3 octobre 1569 : la bataille de Moncontour

1569, les Guerres de religion ensanglantent la France depuis plusieurs années. Charles IX règne mais sa mère, Catherine de Médicis, n’est jamais loin. Même si l’édit de 1562 autorise le culte protestant, dans les faits, les huguenots sont pourchassés. Catholiques et protestants ne peuvent s’entendre et toutes les strates de la population sont concernées. Depuis les batailles succèdent aux batailles. Durant l’été 1569, l’amiral de Coligny, après la défaite de Jarnac, a mis le siège devant Poitiers.

Après sept semaines, près de prendre la ville, il doit lever le siège devant l’avancée de l’armée royale. Les troupes protestantes se déplacent dans la plaine de Moncontour.

Vous qui connaissez cette campagne aujourd’hui paisible, imaginez près de 30 000 hommes et 20 000 chevaux répartis entre les deux camps et près à en découdre.

Le 3 octobre, les forces catholiques du roi Charles IX, sous le commandement du duc d’Anjou, choisissent d’affronter les troupes huguenotes, commandées par l’amiral Gaspard de Coligny. L’assaut est de brève durée mais particulièrement sanglant. Une balle traverse la joue de Coligny, le cheval du duc d’Anjou est tué sous lui.

Déjà affaiblie par les défaites précédentes et la trahison de mercenaires passés au service de l’armée royale, les protestants sont battus et les catholiques triomphent, avec l’aide des troupes envoyées par le roi d’Espagne.

Du côté des protestants, on dénombre entre 6 000 et 10 000 morts et prisonniers ; quant aux catholiques, leurs pertes n’excédèrent pas les 600 hommes.

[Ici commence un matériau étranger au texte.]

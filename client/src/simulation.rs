use baton_protocol::{BattleFormat, SwitchDecision, TrainerId, TurnDecision};

use crate::channel::{ChannelError, EventPublisher};

/// The battle engine, seen from the presentation side.
///
/// Phase methods run on threads spawned by
/// [`SimulationBridge`](crate::SimulationBridge), publish their events through
/// `events` (parking on each one) and report the end of the phase with
/// [`EventPublisher::notify_phase`]. Returning `Err(ChannelError::Closed)`
/// is the normal way to stop when the session goes away.
///
/// Submissions are fire-and-forget: the engine reports the outcome through
/// later events.
///
/// # Example
///
/// ```ignore
/// impl Simulation for Engine {
///     fn run_turn(&self, events: &EventPublisher) -> Result<(), ChannelError> {
///         for event in self.resolve_turn() {
///             events.publish(event)?;
///         }
///         events.notify_phase(PhaseState::ReadyToRunTurn)
///     }
///     // ...
/// }
/// ```
pub trait Simulation: Send + Sync + 'static {
    fn format(&self) -> BattleFormat;

    /// Opening phase: initial switch-ins and the first requests
    fn begin(&self, events: &EventPublisher) -> Result<(), ChannelError>;

    fn run_turn(&self, events: &EventPublisher) -> Result<(), ChannelError>;

    fn run_switches(&self, events: &EventPublisher) -> Result<(), ChannelError>;

    /// Decide for a trainer the local player does not control
    fn run_ai_decision(
        &self,
        trainer: TrainerId,
        events: &EventPublisher,
    ) -> Result<(), ChannelError>;

    fn submit_turn_decisions(&self, trainer: TrainerId, decisions: Vec<TurnDecision>);

    fn submit_switch_decisions(&self, trainer: TrainerId, decisions: Vec<SwitchDecision>);

    fn submit_flee(&self, trainer: TrainerId);
}
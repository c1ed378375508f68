//! Field tracking from simulation events

mod field;
mod updater;

pub use field::TrackedField;
//! Choice lists for the menu layer, with a reason for every disabled entry

use baton_protocol::{CombatantId, TargetCategory};

/// Why a choice cannot be picked right now
#[derive(Debug, Clone, Copy, PartialEq, Eq, Hash)]
pub enum DisabledReason {
    /// Move has no PP left
    NoPp,
    /// Move is disabled by an effect
    MoveDisabled,
    /// Move has nothing it could hit from this position
    NoLegalTarget,
    /// Combatant cannot leave the field
    Trapped,
    /// Already on the field
    Active,
    Fainted,
    /// Already chosen earlier in this round
    Standby,
    /// Every unit of the item is already claimed
    OutOfStock,
    /// Every required replacement is already chosen
    NoSlotsLeft,
}

impl DisabledReason {
    pub fn as_str(&self) -> &'static str {
        match self {
            DisabledReason::NoPp => "No PP left",
            DisabledReason::MoveDisabled => "Disabled",
            DisabledReason::NoLegalTarget => "No target",
            DisabledReason::Trapped => "Cannot switch out",
            DisabledReason::Active => "Already in battle",
            DisabledReason::Fainted => "Fainted",
            DisabledReason::Standby => "Already chosen",
            DisabledReason::OutOfStock => "None left",
            DisabledReason::NoSlotsLeft => "No room",
        }
    }
}

impl std::fmt::Display for DisabledReason {
    fn fmt(&self, f: &mut std::fmt::Formatter<'_>) -> std::fmt::Result {
        f.write_str(self.as_str())
    }
}

#[derive(Debug, Clone, Copy, PartialEq, Eq)]
pub enum Availability {
    Enabled,
    Disabled(DisabledReason),
}

impl Availability {
    pub fn is_enabled(&self) -> bool {
        matches!(self, Availability::Enabled)
    }

    pub fn reason(&self) -> Option<DisabledReason> {
        match self {
            Availability::Enabled => None,
            Availability::Disabled(reason) => Some(*reason),
        }
    }

    /// First failing check wins
    pub(crate) fn first_of(reasons: impl IntoIterator<Item = Option<DisabledReason>>) -> Self {
        reasons
            .into_iter()
            .flatten()
            .next()
            .map(Availability::Disabled)
            .unwrap_or(Availability::Enabled)
    }
}

#[derive(Debug, Clone, PartialEq, Eq)]
pub struct MoveChoice {
    pub slot: usize,
    pub id: String,
    pub name: String,
    pub target: TargetCategory,
    pub pp: u32,
    pub max_pp: u32,
    pub availability: Availability,
}

#[derive(Debug, Clone, PartialEq, Eq)]
pub struct SwitchChoice {
    pub combatant: CombatantId,
    pub name: String,
    pub availability: Availability,
}

#[derive(Debug, Clone, PartialEq, Eq)]
pub struct ItemChoice {
    pub id: String,
    pub name: String,
    /// Units left after earlier combatants' claims
    pub remaining: u32,
    pub availability: Availability,
}

/// Everything the current combatant could do
#[derive(Debug, Clone, PartialEq, Eq)]
pub struct ActionOptions {
    pub combatant: CombatantId,
    pub moves: Vec<MoveChoice>,
    pub switches: Vec<SwitchChoice>,
    pub items: Vec<ItemChoice>,
    pub can_flee: bool,
}

impl ActionOptions {
    /// Whether any move, switch or item is selectable
    pub fn has_enabled(&self) -> bool {
        self.moves.iter().any(|m| m.availability.is_enabled())
            || self.switches.iter().any(|s| s.availability.is_enabled())
            || self.items.iter().any(|i| i.availability.is_enabled())
    }
}
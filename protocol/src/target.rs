//! Move target categories and position bitsets

use bitflags::bitflags;
use serde::{Deserialize, Serialize};

use crate::ProtocolError;
use crate::field::FieldPosition;

/// A move's abstract targeting rule, independent of battle format
#[derive(Debug, Clone, Copy, PartialEq, Eq, Hash, Serialize, Deserialize)]
#[serde(rename_all = "camelCase")]
pub enum TargetCategory {
    /// One adjacent combatant other than the user, on either side
    Normal,
    /// Any one combatant other than the user, adjacency not required
    Any,
    /// One adjacent ally
    AdjacentAlly,
    /// One adjacent ally or the user itself
    AdjacentAllyOrSelf,
    /// One adjacent foe
    AdjacentFoe,
    /// The user only
    #[serde(rename = "self")]
    User,
    /// Every adjacent foe at once
    AllAdjacentFoes,
    /// Every adjacent combatant, foes and allies
    AllAdjacent,
    /// The user and all of its allies
    Allies,
    /// The user's side of the field
    AllySide,
    /// The opposing side of the field
    FoeSide,
    /// The entire field
    All,
    /// A random adjacent foe, chosen by the simulation
    RandomNormal,
}

impl TargetCategory {
    /// Parse from the category id ("normal", "self", "allySide", ...)
    pub fn parse(s: &str) -> Result<Self, ProtocolError> {
        let category = match s {
            "normal" => TargetCategory::Normal,
            "any" => TargetCategory::Any,
            "adjacentAlly" => TargetCategory::AdjacentAlly,
            "adjacentAllyOrSelf" => TargetCategory::AdjacentAllyOrSelf,
            "adjacentFoe" => TargetCategory::AdjacentFoe,
            "self" => TargetCategory::User,
            "allAdjacentFoes" => TargetCategory::AllAdjacentFoes,
            "allAdjacent" => TargetCategory::AllAdjacent,
            "allies" => TargetCategory::Allies,
            "allySide" => TargetCategory::AllySide,
            "foeSide" => TargetCategory::FoeSide,
            "all" => TargetCategory::All,
            "randomNormal" => TargetCategory::RandomNormal,
            _ => return Err(ProtocolError::UnknownTarget(s.to_string())),
        };
        Ok(category)
    }

    pub fn as_str(&self) -> &'static str {
        match self {
            TargetCategory::Normal => "normal",
            TargetCategory::Any => "any",
            TargetCategory::AdjacentAlly => "adjacentAlly",
            TargetCategory::AdjacentAllyOrSelf => "adjacentAllyOrSelf",
            TargetCategory::AdjacentFoe => "adjacentFoe",
            TargetCategory::User => "self",
            TargetCategory::AllAdjacentFoes => "allAdjacentFoes",
            TargetCategory::AllAdjacent => "allAdjacent",
            TargetCategory::Allies => "allies",
            TargetCategory::AllySide => "allySide",
            TargetCategory::FoeSide => "foeSide",
            TargetCategory::All => "all",
            TargetCategory::RandomNormal => "randomNormal",
        }
    }

    /// Whether selecting one position applies the move to several
    pub fn is_spread(&self) -> bool {
        matches!(
            self,
            TargetCategory::AllAdjacentFoes
                | TargetCategory::AllAdjacent
                | TargetCategory::Allies
                | TargetCategory::AllySide
                | TargetCategory::FoeSide
                | TargetCategory::All
                | TargetCategory::RandomNormal
        )
    }
}

bitflags! {
    /// Set of board positions a move's effect applies to
    #[derive(Clone, Copy, Debug, PartialEq, Eq, Hash, Default, Serialize, Deserialize)]
    #[serde(transparent)]
    pub struct TargetMask: u8 {
        const ALLY_LEFT   = 1 << 0;
        const ALLY_CENTER = 1 << 1;
        const ALLY_RIGHT  = 1 << 2;
        const FOE_LEFT    = 1 << 3;
        const FOE_CENTER  = 1 << 4;
        const FOE_RIGHT   = 1 << 5;

        const ALLY_SIDE = Self::ALLY_LEFT.bits() | Self::ALLY_CENTER.bits() | Self::ALLY_RIGHT.bits();
        const FOE_SIDE  = Self::FOE_LEFT.bits() | Self::FOE_CENTER.bits() | Self::FOE_RIGHT.bits();
    }
}

impl TargetMask {
    /// Mask holding a single position
    pub fn of(position: FieldPosition) -> Self {
        Self::from_bits_truncate(1 << position.index())
    }

    pub fn has(&self, position: FieldPosition) -> bool {
        self.contains(Self::of(position))
    }

    /// Positions in the mask, in [`FieldPosition::ALL`] order
    pub fn positions(self) -> impl Iterator<Item = FieldPosition> {
        FieldPosition::ALL
            .into_iter()
            .filter(move |p| self.contains(Self::of(*p)))
    }
}

impl FromIterator<FieldPosition> for TargetMask {
    fn from_iter<I: IntoIterator<Item = FieldPosition>>(iter: I) -> Self {
        iter.into_iter()
            .fold(TargetMask::empty(), |mask, p| mask | TargetMask::of(p))
    }
}
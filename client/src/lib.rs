//! Presentation-side orchestration for a threaded battle simulation.
//!
//! The simulation runs on its own threads and publishes one event at a time,
//! parking until the presentation thread lets it continue. This crate owns
//! that handoff:
//!
//! - [`event_channel`] - the single-slot event handoff and phase notifications
//! - [`SimulationBridge`] - starts each simulation phase on a fresh thread
//! - [`Dispatcher`] - decides, per event, whether to resume or wait
//! - [`BattleSession`] - ties them together behind a per-frame [`tick`](BattleSession::tick)
//!
//! # Example
//!
//! ```ignore
//! let mut session = BattleSession::new(SessionConfig::default(), Arc::new(engine), ui);
//! session.start()?;
//!
//! while !session.is_ended() {
//!     session.tick(Instant::now())?;
//!     if session.turn_builder().is_some() {
//!         session.choose_move(0, None)?;
//!     }
//! }
//! ```

mod bridge;
mod channel;
mod config;
mod dispatcher;
mod error;
mod message;
mod presenter;
mod session;
mod simulation;

pub use bridge::SimulationBridge;
pub use channel::{ChannelError, EventPublisher, EventReceiver, event_channel};
pub use config::SessionConfig;
pub use dispatcher::{Dispatcher, Disposition, PendingDecision};
pub use error::SessionError;
pub use message::MessageDisplay;
pub use presenter::Presenter;
pub use session::{BattleSession, InputState};
pub use simulation::Simulation;

pub use baton_battle::{
    ActionOptions, Availability, BuilderError, DisabledReason, SwitchInBuilder, TargetTable,
    TrackedField, TurnActionBuilder, TurnProgress,
};
pub use baton_protocol::{
    BattleFormat, CombatantId, Decision, Event, FieldPosition, PhaseState, Submission, TrainerId,
};
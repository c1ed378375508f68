//! Types exchanged between a battle simulation and its presentation layer.
//!
//! Inbound: [`Event`]s (one at a time, each acknowledged) and [`PhaseState`]
//! notifications. Outbound: [`Submission`]s built from [`Decision`]s.

use thiserror::Error;

pub mod decision;
pub mod event;
pub mod field;
pub mod target;

pub use decision::{Decision, MoveRef, Submission, SwitchDecision, TurnDecision};
pub use event::{
    ActionRequest, ActiveCombatant, BattleOutcome, DecisionRequest, Event, ForcedMove, ItemOption,
    MoveOption, PartyMember, PhaseState, PositionShift, SwitchRequest,
};
pub use field::{BattleFormat, Column, CombatantId, FieldPosition, Side, TrainerId};
pub use target::{TargetCategory, TargetMask};

#[derive(Error, Debug)]
pub enum ProtocolError {
    #[error("Invalid request payload: {0}")]
    InvalidPayload(#[from] serde_json::Error),

    #[error("Unknown field position: {0}")]
    UnknownPosition(String),

    #[error("Unknown battle format: {0}")]
    UnknownFormat(String),

    #[error("Unknown target category: {0}")]
    UnknownTarget(String),
}
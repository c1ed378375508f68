//! Shared identifiers and board geometry names
//!
//! Positions are always expressed from the local trainer's point of view:
//! `Ally` is the near side of the field, `Foe` the far side.

use std::fmt;

use serde::{Deserialize, Serialize};

use crate::ProtocolError;

/// Trainer taking part in a battle
#[derive(Debug, Clone, Copy, PartialEq, Eq, Hash, PartialOrd, Ord, Serialize, Deserialize)]
pub struct TrainerId(pub u8);

impl fmt::Display for TrainerId {
    fn fmt(&self, f: &mut fmt::Formatter<'_>) -> fmt::Result {
        write!(f, "t{}", self.0)
    }
}

/// A combatant, identified by its owner and its slot in the owner's party
#[derive(Debug, Clone, Copy, PartialEq, Eq, Hash, PartialOrd, Ord, Serialize, Deserialize)]
#[serde(rename_all = "camelCase")]
pub struct CombatantId {
    pub trainer: TrainerId,
    pub party_slot: u8,
}

impl CombatantId {
    pub fn new(trainer: TrainerId, party_slot: u8) -> Self {
        Self {
            trainer,
            party_slot,
        }
    }
}

impl fmt::Display for CombatantId {
    fn fmt(&self, f: &mut fmt::Formatter<'_>) -> fmt::Result {
        write!(f, "{}#{}", self.trainer, self.party_slot)
    }
}

/// Side of the field relative to the local trainer
#[derive(Debug, Clone, Copy, PartialEq, Eq, Hash, Serialize, Deserialize)]
#[serde(rename_all = "lowercase")]
pub enum Side {
    Ally,
    Foe,
}

impl Side {
    pub fn opposite(self) -> Self {
        match self {
            Side::Ally => Side::Foe,
            Side::Foe => Side::Ally,
        }
    }

    pub fn as_str(&self) -> &'static str {
        match self {
            Side::Ally => "ally",
            Side::Foe => "foe",
        }
    }
}

/// Column on the board. Columns line up across sides: ally-left faces foe-left.
#[derive(Debug, Clone, Copy, PartialEq, Eq, Hash, PartialOrd, Ord, Serialize, Deserialize)]
#[serde(rename_all = "lowercase")]
pub enum Column {
    Left,
    Center,
    Right,
}

impl Column {
    pub const ALL: [Column; 3] = [Column::Left, Column::Center, Column::Right];

    pub fn index(self) -> usize {
        match self {
            Column::Left => 0,
            Column::Center => 1,
            Column::Right => 2,
        }
    }

    pub fn from_index(index: usize) -> Option<Self> {
        Self::ALL.get(index).copied()
    }

    /// Column distance, used for adjacency and "nearest" ordering
    pub fn distance(self, other: Column) -> usize {
        self.index().abs_diff(other.index())
    }

    pub fn as_str(&self) -> &'static str {
        match self {
            Column::Left => "left",
            Column::Center => "center",
            Column::Right => "right",
        }
    }
}

/// One of the six board positions
#[derive(Debug, Clone, Copy, PartialEq, Eq, Hash, Serialize, Deserialize)]
pub struct FieldPosition {
    pub side: Side,
    pub column: Column,
}

impl FieldPosition {
    pub const ALLY_LEFT: Self = Self::new(Side::Ally, Column::Left);
    pub const ALLY_CENTER: Self = Self::new(Side::Ally, Column::Center);
    pub const ALLY_RIGHT: Self = Self::new(Side::Ally, Column::Right);
    pub const FOE_LEFT: Self = Self::new(Side::Foe, Column::Left);
    pub const FOE_CENTER: Self = Self::new(Side::Foe, Column::Center);
    pub const FOE_RIGHT: Self = Self::new(Side::Foe, Column::Right);

    /// Every position, allies first, each side left to right
    pub const ALL: [Self; 6] = [
        Self::ALLY_LEFT,
        Self::ALLY_CENTER,
        Self::ALLY_RIGHT,
        Self::FOE_LEFT,
        Self::FOE_CENTER,
        Self::FOE_RIGHT,
    ];

    pub const fn new(side: Side, column: Column) -> Self {
        Self { side, column }
    }

    /// Index into [`FieldPosition::ALL`]
    pub fn index(self) -> usize {
        let base = match self.side {
            Side::Ally => 0,
            Side::Foe => 3,
        };
        base + self.column.index()
    }

    /// The position directly across the field
    pub fn facing(self) -> Self {
        Self::new(self.side.opposite(), self.column)
    }

    pub fn is_ally(self) -> bool {
        self.side == Side::Ally
    }

    pub fn is_foe(self) -> bool {
        self.side == Side::Foe
    }

    /// Parse a position name like "ally-left" or "foe-center"
    pub fn parse(s: &str) -> Result<Self, ProtocolError> {
        Self::ALL
            .into_iter()
            .find(|p| p.to_string() == s)
            .ok_or_else(|| ProtocolError::UnknownPosition(s.to_string()))
    }
}

impl fmt::Display for FieldPosition {
    fn fmt(&self, f: &mut fmt::Formatter<'_>) -> fmt::Result {
        write!(f, "{}-{}", self.side.as_str(), self.column.as_str())
    }
}

/// Battle geometry
#[derive(Debug, Clone, Copy, PartialEq, Eq, Hash, Serialize, Deserialize)]
#[serde(rename_all = "lowercase")]
pub enum BattleFormat {
    /// One combatant per side
    Single,
    /// Two combatants per side, all mutually adjacent
    Double,
    /// Three combatants per side in a line; flanks do not reach the far flank
    Triple,
    /// Three per side on a rotating bench, only the front (center) one acts
    Rotation,
}

impl BattleFormat {
    pub fn parse(s: &str) -> Result<Self, ProtocolError> {
        match s {
            "single" | "singles" => Ok(BattleFormat::Single),
            "double" | "doubles" => Ok(BattleFormat::Double),
            "triple" | "triples" => Ok(BattleFormat::Triple),
            "rotation" => Ok(BattleFormat::Rotation),
            _ => Err(ProtocolError::UnknownFormat(s.to_string())),
        }
    }

    /// Columns that hold combatants able to act and be targeted
    pub fn active_columns(&self) -> &'static [Column] {
        match self {
            BattleFormat::Single | BattleFormat::Rotation => &[Column::Center],
            BattleFormat::Double => &[Column::Left, Column::Right],
            BattleFormat::Triple => &[Column::Left, Column::Center, Column::Right],
        }
    }

    /// Columns that may show a combatant on screen (includes the rotation bench)
    pub fn occupied_columns(&self) -> &'static [Column] {
        match self {
            BattleFormat::Rotation => &Column::ALL,
            other => other.active_columns(),
        }
    }

    /// Number of active combatants per side
    pub fn active_per_side(&self) -> usize {
        self.active_columns().len()
    }

    pub fn as_str(&self) -> &'static str {
        match self {
            BattleFormat::Single => "single",
            BattleFormat::Double => "double",
            BattleFormat::Triple => "triple",
            BattleFormat::Rotation => "rotation",
        }
    }
}

impl fmt::Display for BattleFormat {
    fn fmt(&self, f: &mut fmt::Formatter<'_>) -> fmt::Result {
        f.write_str(self.as_str())
    }
}
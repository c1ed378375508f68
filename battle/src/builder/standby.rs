use baton_protocol::{CombatantId, FieldPosition, TargetMask};

/// Combatants and positions already claimed by an in-progress builder.
///
/// A snapshot: it never changes the builder it was taken from.
#[derive(Debug, Clone, Default, PartialEq, Eq)]
pub struct StandbySet {
    combatants: Vec<CombatantId>,
    positions: TargetMask,
}

impl StandbySet {
    pub(crate) fn new(
        combatants: impl IntoIterator<Item = CombatantId>,
        positions: impl IntoIterator<Item = FieldPosition>,
    ) -> Self {
        Self {
            combatants: combatants.into_iter().collect(),
            positions: positions.into_iter().collect(),
        }
    }

    pub fn contains_combatant(&self, combatant: CombatantId) -> bool {
        self.combatants.contains(&combatant)
    }

    pub fn contains_position(&self, position: FieldPosition) -> bool {
        self.positions.has(position)
    }

    /// Claimed combatants, in the order they were chosen
    pub fn combatants(&self) -> &[CombatantId] {
        &self.combatants
    }

    pub fn positions(&self) -> TargetMask {
        self.positions
    }

    pub fn is_empty(&self) -> bool {
        self.combatants.is_empty() && self.positions.is_empty()
    }
}
//! Events emitted by the simulation
//!
//! The simulation publishes one [`Event`] at a time and waits for the
//! presentation side to acknowledge it. Phase changes are reported separately
//! as a [`PhaseState`] and are never acknowledged.

mod request;

use serde::{Deserialize, Serialize};

use crate::field::{CombatantId, FieldPosition, TrainerId};
use crate::target::TargetMask;

pub use request::{
    ActionRequest, ActiveCombatant, DecisionRequest, ForcedMove, ItemOption, MoveOption,
    PartyMember, SwitchRequest,
};

/// Reported when the simulation finishes a phase
#[derive(Debug, Clone, Copy, PartialEq, Eq, Hash, Serialize, Deserialize)]
#[serde(rename_all = "camelCase")]
pub enum PhaseState {
    /// All decisions for the turn are in; the turn can be resolved
    ReadyToRunTurn,
    /// All replacements are chosen; switch-ins can be resolved
    ReadyToRunSwitches,
    /// The battle is over
    Ended,
}

/// How a battle finished
#[derive(Debug, Clone, Copy, PartialEq, Eq, Serialize, Deserialize)]
#[serde(tag = "type", rename_all = "camelCase")]
pub enum BattleOutcome {
    Victory { winner: TrainerId },
    Draw,
    Fled { trainer: TrainerId },
    Forfeit { trainer: TrainerId },
}

/// A combatant moved from one position to another without leaving the field
#[derive(Debug, Clone, Copy, PartialEq, Eq, Serialize, Deserialize)]
#[serde(rename_all = "camelCase")]
pub struct PositionShift {
    pub combatant: CombatantId,
    pub from: FieldPosition,
    pub to: FieldPosition,
}

/// One simulation-emitted record
#[derive(Debug, Clone, PartialEq, Serialize, Deserialize)]
#[serde(tag = "event", rename_all = "camelCase")]
pub enum Event {
    // === Structural ===
    /// Combatant is bound to a move (and its targets) for the coming turns
    #[serde(rename_all = "camelCase")]
    TempLock {
        combatant: CombatantId,
        slot: usize,
        targets: TargetMask,
    },

    TempUnlock { combatant: CombatantId },

    PpChanged {
        combatant: CombatantId,
        slot: usize,
        pp: u32,
    },

    /// Combatant appears disguised as another
    #[serde(rename_all = "camelCase")]
    Illusion {
        combatant: CombatantId,
        disguised_as: String,
    },

    IllusionEnded { combatant: CombatantId },

    Transform {
        combatant: CombatantId,
        target: CombatantId,
    },

    Friendship { combatant: CombatantId, delta: i16 },

    // === Decision requests ===
    Request(DecisionRequest),

    // === Position / visibility ===
    /// Remaining combatants were shifted to the center column (triple battles)
    AutoCenter { shifts: Vec<PositionShift> },

    SwitchIn {
        combatant: CombatantId,
        position: FieldPosition,
        name: String,
    },

    SwitchOut {
        combatant: CombatantId,
        position: FieldPosition,
    },

    Faint {
        combatant: CombatantId,
        position: FieldPosition,
    },

    /// Combatant became visible at a position (e.g. revealed after hiding)
    Appear {
        combatant: CombatantId,
        position: FieldPosition,
        name: String,
    },

    /// Bench rotated (rotation battles)
    Rotate {
        trainer: TrainerId,
        shifts: Vec<PositionShift>,
    },

    // === Message-bearing ===
    FleeFailed { trainer: TrainerId, text: String },

    BattleResult { outcome: BattleOutcome, text: String },

    #[serde(rename_all = "camelCase")]
    MoveUsed {
        combatant: CombatantId,
        move_name: String,
        targets: TargetMask,
        text: String,
    },

    #[serde(rename_all = "camelCase")]
    HpChanged {
        combatant: CombatantId,
        old_hp: u32,
        new_hp: u32,
        text: String,
    },

    StatusChanged {
        combatant: CombatantId,
        status: String,
        text: String,
    },

    /// Anything else the simulation wants shown
    Narration { text: String },
}

impl Event {
    /// Short name for logs
    pub fn name(&self) -> &'static str {
        match self {
            Event::TempLock { .. } => "temp_lock",
            Event::TempUnlock { .. } => "temp_unlock",
            Event::PpChanged { .. } => "pp_changed",
            Event::Illusion { .. } => "illusion",
            Event::IllusionEnded { .. } => "illusion_ended",
            Event::Transform { .. } => "transform",
            Event::Friendship { .. } => "friendship",
            Event::Request(_) => "request",
            Event::AutoCenter { .. } => "auto_center",
            Event::SwitchIn { .. } => "switch_in",
            Event::SwitchOut { .. } => "switch_out",
            Event::Faint { .. } => "faint",
            Event::Appear { .. } => "appear",
            Event::Rotate { .. } => "rotate",
            Event::FleeFailed { .. } => "flee_failed",
            Event::BattleResult { .. } => "battle_result",
            Event::MoveUsed { .. } => "move_used",
            Event::HpChanged { .. } => "hp_changed",
            Event::StatusChanged { .. } => "status_changed",
            Event::Narration { .. } => "narration",
        }
    }

    /// The simulation's default localized text, for message-bearing events
    pub fn default_text(&self) -> Option<&str> {
        match self {
            Event::FleeFailed { text, .. }
            | Event::BattleResult { text, .. }
            | Event::MoveUsed { text, .. }
            | Event::HpChanged { text, .. }
            | Event::StatusChanged { text, .. }
            | Event::Narration { text } => Some(text),
            _ => None,
        }
    }

    /// Combatant the event is about, if any
    pub fn combatant(&self) -> Option<CombatantId> {
        match self {
            Event::TempLock { combatant, .. }
            | Event::TempUnlock { combatant }
            | Event::PpChanged { combatant, .. }
            | Event::Illusion { combatant, .. }
            | Event::IllusionEnded { combatant }
            | Event::Transform { combatant, .. }
            | Event::Friendship { combatant, .. }
            | Event::SwitchIn { combatant, .. }
            | Event::SwitchOut { combatant, .. }
            | Event::Faint { combatant, .. }
            | Event::Appear { combatant, .. }
            | Event::MoveUsed { combatant, .. }
            | Event::HpChanged { combatant, .. }
            | Event::StatusChanged { combatant, .. } => Some(*combatant),
            _ => None,
        }
    }
}
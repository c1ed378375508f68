//! Domain types for field tracking

mod combatant;
mod slot;

pub use combatant::{CombatantState, TempLock};
pub use slot::PositionSlot;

Après sa victoire, Le Duc d’Anjou, frère du roi, s’installe à Saint-Généroux. C’est là qu’il assemble son conseil. Décision est prise de ne pas poursuivre les protestants qui fuient déjà vers St Jean d’Angely. Le Duc est logé chez le sieur Buor à Thiors. Cette victoire retentissante va encore accroître la notoriété du duc d’Anjou, futur Henri III, et l’admiration de sa mère Catherine de Médicis, au grand dam de son frère Charles. La rivalité grandissante entre les deux frères aura de graves conséquences. Il faudra attendre l’Edit de Nantes promulgué par Henri IV en 1598 pour que les tensions entre catholiques et protestants s’estompent quelque peu.

Quant à la plaine de Moncontour, elle gardera longtemps les stigmates de cette bataille funeste.